- [Exercise description]:
Pull each line holding the word "over" from the data.

[Records from a data source]

--- START ---

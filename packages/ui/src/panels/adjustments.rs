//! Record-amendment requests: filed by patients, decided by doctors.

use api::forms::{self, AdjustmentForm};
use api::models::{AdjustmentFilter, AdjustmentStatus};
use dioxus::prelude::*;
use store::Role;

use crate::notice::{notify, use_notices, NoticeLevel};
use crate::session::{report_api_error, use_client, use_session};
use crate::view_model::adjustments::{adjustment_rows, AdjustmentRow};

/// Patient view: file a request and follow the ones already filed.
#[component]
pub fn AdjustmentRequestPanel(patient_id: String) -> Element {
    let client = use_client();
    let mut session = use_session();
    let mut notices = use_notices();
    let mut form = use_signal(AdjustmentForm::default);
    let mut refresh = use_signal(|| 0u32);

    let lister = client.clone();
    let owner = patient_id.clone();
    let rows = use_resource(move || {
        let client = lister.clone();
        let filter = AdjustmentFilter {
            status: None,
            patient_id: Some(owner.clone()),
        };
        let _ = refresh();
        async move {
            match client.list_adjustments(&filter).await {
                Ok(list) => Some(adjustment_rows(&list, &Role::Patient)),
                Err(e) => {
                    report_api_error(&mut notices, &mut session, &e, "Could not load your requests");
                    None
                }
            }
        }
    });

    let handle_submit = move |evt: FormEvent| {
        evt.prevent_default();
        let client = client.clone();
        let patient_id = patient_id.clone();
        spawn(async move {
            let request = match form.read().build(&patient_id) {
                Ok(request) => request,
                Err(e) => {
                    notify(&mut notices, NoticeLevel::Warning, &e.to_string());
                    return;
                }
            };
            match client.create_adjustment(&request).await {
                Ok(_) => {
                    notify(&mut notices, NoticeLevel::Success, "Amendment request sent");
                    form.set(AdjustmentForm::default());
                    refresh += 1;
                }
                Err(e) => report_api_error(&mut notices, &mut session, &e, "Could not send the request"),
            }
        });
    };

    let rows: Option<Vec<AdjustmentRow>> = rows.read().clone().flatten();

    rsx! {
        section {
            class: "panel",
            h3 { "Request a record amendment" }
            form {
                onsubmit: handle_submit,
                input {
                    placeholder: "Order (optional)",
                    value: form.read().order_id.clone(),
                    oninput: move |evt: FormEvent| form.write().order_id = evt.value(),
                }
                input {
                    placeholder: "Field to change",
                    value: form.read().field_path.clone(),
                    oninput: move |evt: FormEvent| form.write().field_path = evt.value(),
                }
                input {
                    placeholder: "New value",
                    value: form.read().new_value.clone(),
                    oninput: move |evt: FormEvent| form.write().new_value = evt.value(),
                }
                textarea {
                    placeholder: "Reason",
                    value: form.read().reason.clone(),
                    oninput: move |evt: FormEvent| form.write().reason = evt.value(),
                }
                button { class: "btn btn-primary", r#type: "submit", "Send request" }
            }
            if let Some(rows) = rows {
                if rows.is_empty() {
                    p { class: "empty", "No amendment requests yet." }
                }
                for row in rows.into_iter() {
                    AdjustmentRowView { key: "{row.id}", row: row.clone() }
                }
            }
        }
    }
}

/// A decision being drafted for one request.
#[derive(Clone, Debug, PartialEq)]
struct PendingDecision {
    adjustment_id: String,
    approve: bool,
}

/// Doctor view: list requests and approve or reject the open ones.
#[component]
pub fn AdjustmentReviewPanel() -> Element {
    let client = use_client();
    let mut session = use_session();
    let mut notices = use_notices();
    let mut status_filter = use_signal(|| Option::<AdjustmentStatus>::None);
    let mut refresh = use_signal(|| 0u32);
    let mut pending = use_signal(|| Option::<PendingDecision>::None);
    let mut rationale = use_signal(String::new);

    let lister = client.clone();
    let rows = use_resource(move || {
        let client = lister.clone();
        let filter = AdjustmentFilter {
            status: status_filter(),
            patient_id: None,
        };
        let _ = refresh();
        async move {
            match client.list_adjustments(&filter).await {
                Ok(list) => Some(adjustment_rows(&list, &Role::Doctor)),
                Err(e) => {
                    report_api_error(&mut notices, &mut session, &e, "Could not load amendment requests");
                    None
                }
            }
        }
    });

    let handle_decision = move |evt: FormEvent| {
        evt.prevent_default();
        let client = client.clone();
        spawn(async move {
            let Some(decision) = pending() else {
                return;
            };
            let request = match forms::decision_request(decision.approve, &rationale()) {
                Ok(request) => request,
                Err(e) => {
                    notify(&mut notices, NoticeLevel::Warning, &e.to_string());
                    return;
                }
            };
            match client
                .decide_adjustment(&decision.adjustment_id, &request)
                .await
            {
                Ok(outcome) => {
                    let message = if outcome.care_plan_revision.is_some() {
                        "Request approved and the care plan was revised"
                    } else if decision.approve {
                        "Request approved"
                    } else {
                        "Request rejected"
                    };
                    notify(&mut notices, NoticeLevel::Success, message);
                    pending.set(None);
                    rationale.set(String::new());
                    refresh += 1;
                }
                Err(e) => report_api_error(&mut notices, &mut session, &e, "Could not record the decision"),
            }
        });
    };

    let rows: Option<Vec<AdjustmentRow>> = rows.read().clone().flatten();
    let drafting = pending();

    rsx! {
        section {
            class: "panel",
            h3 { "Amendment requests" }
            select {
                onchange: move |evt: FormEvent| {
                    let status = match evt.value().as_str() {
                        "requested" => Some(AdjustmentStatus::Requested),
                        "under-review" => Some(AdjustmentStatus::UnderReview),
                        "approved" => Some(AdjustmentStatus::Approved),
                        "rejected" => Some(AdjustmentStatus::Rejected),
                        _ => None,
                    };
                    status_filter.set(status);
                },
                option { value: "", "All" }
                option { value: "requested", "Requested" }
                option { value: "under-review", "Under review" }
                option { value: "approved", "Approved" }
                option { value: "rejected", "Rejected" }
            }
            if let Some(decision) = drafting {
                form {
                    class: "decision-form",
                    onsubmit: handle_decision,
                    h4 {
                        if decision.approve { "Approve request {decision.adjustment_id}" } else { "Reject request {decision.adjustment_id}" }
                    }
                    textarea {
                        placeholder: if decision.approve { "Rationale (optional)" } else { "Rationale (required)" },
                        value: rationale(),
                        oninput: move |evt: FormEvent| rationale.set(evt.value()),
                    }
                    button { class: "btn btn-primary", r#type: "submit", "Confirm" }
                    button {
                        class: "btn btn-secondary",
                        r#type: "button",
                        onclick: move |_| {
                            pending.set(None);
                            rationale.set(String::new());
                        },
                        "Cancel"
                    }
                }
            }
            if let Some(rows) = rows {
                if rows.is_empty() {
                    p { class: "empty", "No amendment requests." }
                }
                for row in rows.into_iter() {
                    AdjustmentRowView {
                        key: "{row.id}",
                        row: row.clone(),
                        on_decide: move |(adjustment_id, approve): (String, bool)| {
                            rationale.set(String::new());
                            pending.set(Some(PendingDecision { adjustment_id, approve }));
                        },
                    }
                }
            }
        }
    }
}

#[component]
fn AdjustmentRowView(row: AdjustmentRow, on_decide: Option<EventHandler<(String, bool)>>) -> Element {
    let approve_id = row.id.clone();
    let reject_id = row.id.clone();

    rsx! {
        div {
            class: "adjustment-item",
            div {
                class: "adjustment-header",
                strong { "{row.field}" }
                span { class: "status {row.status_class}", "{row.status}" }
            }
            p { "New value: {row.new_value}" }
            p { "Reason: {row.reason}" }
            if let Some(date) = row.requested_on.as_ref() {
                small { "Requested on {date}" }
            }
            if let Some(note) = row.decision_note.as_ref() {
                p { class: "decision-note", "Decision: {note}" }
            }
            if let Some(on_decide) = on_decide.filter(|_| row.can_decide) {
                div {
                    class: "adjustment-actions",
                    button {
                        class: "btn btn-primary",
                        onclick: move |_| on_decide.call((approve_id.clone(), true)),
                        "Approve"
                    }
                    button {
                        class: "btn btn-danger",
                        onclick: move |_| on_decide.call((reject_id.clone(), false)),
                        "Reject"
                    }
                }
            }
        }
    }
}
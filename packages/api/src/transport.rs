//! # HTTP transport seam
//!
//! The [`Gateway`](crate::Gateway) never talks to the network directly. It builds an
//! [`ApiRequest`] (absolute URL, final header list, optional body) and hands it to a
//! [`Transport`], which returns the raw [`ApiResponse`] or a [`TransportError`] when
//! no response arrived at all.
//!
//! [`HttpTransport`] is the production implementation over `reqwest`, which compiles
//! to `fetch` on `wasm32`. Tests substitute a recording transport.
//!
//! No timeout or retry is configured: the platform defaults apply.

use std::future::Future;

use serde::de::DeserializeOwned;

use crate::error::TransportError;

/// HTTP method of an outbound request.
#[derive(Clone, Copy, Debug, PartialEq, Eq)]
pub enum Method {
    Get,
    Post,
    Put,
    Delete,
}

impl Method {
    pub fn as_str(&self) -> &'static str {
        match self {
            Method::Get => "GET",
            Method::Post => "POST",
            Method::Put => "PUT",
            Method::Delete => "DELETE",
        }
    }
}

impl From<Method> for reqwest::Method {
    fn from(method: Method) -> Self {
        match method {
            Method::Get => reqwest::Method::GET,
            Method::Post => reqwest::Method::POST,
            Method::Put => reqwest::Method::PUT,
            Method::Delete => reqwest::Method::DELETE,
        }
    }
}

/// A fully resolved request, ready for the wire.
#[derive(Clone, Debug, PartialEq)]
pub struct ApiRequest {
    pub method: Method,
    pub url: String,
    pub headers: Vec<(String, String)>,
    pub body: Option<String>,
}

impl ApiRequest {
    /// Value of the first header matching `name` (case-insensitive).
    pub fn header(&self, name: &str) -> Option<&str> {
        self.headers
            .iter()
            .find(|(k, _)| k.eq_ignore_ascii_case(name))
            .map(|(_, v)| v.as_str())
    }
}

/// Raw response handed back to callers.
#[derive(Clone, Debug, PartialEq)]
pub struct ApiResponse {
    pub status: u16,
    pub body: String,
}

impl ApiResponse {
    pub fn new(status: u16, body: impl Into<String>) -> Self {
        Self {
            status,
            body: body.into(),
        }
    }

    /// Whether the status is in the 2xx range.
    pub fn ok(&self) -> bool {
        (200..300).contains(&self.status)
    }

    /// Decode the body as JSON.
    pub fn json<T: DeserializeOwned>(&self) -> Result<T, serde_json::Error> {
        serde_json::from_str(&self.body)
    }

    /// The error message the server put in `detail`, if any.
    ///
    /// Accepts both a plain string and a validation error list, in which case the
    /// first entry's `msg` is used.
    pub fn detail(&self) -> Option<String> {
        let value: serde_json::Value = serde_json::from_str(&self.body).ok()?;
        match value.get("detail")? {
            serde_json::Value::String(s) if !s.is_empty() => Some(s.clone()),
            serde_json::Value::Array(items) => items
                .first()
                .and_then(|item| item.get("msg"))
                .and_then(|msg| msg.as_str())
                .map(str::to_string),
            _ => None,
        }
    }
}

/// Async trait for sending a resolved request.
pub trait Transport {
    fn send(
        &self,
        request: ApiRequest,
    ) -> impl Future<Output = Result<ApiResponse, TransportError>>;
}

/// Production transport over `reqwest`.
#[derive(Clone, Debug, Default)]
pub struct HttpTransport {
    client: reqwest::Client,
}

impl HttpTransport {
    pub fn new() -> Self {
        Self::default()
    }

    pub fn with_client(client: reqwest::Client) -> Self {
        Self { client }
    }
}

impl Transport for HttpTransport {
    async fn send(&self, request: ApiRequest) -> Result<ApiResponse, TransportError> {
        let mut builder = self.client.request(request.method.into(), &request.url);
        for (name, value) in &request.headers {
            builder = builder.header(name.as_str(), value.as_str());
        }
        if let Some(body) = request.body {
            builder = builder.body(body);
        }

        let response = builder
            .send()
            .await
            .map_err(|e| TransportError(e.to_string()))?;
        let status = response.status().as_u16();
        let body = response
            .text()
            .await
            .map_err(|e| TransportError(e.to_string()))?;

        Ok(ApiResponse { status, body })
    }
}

--- END ---

- [Task output]:
//! [`HttpTransport`] is the production implementation over `reqwest`, which compiles
/// Production transport over `reqwest`.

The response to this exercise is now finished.